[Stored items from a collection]
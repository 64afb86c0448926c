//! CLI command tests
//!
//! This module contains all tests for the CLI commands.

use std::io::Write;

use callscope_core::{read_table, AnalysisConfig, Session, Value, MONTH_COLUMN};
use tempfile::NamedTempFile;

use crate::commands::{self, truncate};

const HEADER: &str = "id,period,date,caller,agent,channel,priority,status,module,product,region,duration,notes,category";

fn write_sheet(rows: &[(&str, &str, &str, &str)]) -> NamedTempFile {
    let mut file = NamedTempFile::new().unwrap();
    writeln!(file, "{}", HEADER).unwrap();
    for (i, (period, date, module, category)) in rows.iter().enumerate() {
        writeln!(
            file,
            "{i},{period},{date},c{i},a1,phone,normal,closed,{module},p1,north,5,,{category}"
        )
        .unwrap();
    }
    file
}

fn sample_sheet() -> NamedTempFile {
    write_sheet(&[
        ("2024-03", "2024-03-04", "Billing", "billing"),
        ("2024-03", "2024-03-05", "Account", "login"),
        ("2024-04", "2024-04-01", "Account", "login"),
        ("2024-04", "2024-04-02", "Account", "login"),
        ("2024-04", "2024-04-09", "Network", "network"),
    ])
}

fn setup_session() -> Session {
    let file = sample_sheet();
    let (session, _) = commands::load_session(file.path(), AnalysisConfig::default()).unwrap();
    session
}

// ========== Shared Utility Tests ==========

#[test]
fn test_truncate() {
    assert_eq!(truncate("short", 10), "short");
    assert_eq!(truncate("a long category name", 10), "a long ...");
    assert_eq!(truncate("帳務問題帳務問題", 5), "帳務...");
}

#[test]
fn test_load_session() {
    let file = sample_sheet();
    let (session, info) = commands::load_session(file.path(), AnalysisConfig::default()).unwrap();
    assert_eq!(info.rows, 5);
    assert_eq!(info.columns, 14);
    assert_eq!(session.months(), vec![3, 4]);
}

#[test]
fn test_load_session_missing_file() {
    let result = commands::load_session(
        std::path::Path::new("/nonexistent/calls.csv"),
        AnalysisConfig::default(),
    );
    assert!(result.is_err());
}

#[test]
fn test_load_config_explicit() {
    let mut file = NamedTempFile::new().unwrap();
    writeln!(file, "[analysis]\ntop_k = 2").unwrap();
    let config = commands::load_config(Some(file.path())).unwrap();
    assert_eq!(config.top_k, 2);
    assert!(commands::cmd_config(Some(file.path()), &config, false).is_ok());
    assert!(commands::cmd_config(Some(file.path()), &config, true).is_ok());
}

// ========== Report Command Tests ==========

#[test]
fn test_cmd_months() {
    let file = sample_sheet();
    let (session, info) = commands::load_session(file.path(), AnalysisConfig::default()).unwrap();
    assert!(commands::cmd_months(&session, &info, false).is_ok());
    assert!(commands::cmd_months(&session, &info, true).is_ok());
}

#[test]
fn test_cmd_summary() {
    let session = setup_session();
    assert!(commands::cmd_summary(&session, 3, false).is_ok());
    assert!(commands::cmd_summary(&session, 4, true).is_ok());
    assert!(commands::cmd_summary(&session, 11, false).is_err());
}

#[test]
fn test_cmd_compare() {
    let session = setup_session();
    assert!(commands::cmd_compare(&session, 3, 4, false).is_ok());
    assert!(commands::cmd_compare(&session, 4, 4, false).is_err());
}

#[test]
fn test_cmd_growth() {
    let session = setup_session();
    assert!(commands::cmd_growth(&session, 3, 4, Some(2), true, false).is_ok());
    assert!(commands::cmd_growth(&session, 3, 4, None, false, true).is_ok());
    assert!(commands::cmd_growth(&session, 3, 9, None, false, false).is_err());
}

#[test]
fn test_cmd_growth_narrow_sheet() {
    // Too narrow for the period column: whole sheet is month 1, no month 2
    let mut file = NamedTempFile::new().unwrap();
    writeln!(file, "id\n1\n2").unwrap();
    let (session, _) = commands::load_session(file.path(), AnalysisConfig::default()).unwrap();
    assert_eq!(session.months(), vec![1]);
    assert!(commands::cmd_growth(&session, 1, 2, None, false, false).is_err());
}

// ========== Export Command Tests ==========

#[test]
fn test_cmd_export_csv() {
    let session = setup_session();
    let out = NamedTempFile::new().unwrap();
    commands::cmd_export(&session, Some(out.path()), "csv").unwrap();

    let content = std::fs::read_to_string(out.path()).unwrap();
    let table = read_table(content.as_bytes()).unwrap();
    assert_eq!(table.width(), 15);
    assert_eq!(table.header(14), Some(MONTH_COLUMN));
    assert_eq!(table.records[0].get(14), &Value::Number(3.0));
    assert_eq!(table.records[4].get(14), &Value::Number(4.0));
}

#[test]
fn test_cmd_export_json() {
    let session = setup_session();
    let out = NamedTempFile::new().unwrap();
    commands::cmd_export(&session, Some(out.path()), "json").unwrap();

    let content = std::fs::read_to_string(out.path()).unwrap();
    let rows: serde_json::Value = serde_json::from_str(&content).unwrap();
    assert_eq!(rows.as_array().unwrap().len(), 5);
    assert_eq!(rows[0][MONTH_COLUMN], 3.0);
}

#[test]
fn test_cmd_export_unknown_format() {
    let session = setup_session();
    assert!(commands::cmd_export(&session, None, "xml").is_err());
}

**YOUR INSTRUCTIONS:** Quote, word for word, every line from the top of the entries through the line that holds "let config = commands::load_config(Some(file.path())).unwrap();".

**WORKED SOLUTION:**
repository 64afb86c0448926c
//! CLI command tests
//!
//! This module contains all tests for the CLI commands.

use std::io::Write;

use callscope_core::{read_table, AnalysisConfig, Session, Value, MONTH_COLUMN};
use tempfile::NamedTempFile;

use crate::commands::{self, truncate};

const HEADER: &str = "id,period,date,caller,agent,channel,priority,status,module,product,region,duration,notes,category";

fn write_sheet(rows: &[(&str, &str, &str, &str)]) -> NamedTempFile {
    let mut file = NamedTempFile::new().unwrap();
    writeln!(file, "{}", HEADER).unwrap();
    for (i, (period, date, module, category)) in rows.iter().enumerate() {
        writeln!(
            file,
            "{i},{period},{date},c{i},a1,phone,normal,closed,{module},p1,north,5,,{category}"
        )
        .unwrap();
    }
    file
}

fn sample_sheet() -> NamedTempFile {
    write_sheet(&[
        ("2024-03", "2024-03-04", "Billing", "billing"),
        ("2024-03", "2024-03-05", "Account", "login"),
        ("2024-04", "2024-04-01", "Account", "login"),
        ("2024-04", "2024-04-02", "Account", "login"),
        ("2024-04", "2024-04-09", "Network", "network"),
    ])
}

fn setup_session() -> Session {
    let file = sample_sheet();
    let (session, _) = commands::load_session(file.path(), AnalysisConfig::default()).unwrap();
    session
}

// ========== Shared Utility Tests ==========

#[test]
fn test_truncate() {
    assert_eq!(truncate("short", 10), "short");
    assert_eq!(truncate("a long category name", 10), "a long ...");
    assert_eq!(truncate("帳務問題帳務問題", 5), "帳務...");
}

#[test]
fn test_load_session() {
    let file = sample_sheet();
    let (session, info) = commands::load_session(file.path(), AnalysisConfig::default()).unwrap();
    assert_eq!(info.rows, 5);
    assert_eq!(info.columns, 14);
    assert_eq!(session.months(), vec![3, 4]);
}

#[test]
fn test_load_session_missing_file() {
    let result = commands::load_session(
        std::path::Path::new("/nonexistent/calls.csv"),
        AnalysisConfig::default(),
    );
    assert!(result.is_err());
}

#[test]
fn test_load_config_explicit() {
    let mut file = NamedTempFile::new().unwrap();
    writeln!(file, "[analysis]\ntop_k = 2").unwrap();
    let config = commands::load_config(Some(file.path())).unwrap();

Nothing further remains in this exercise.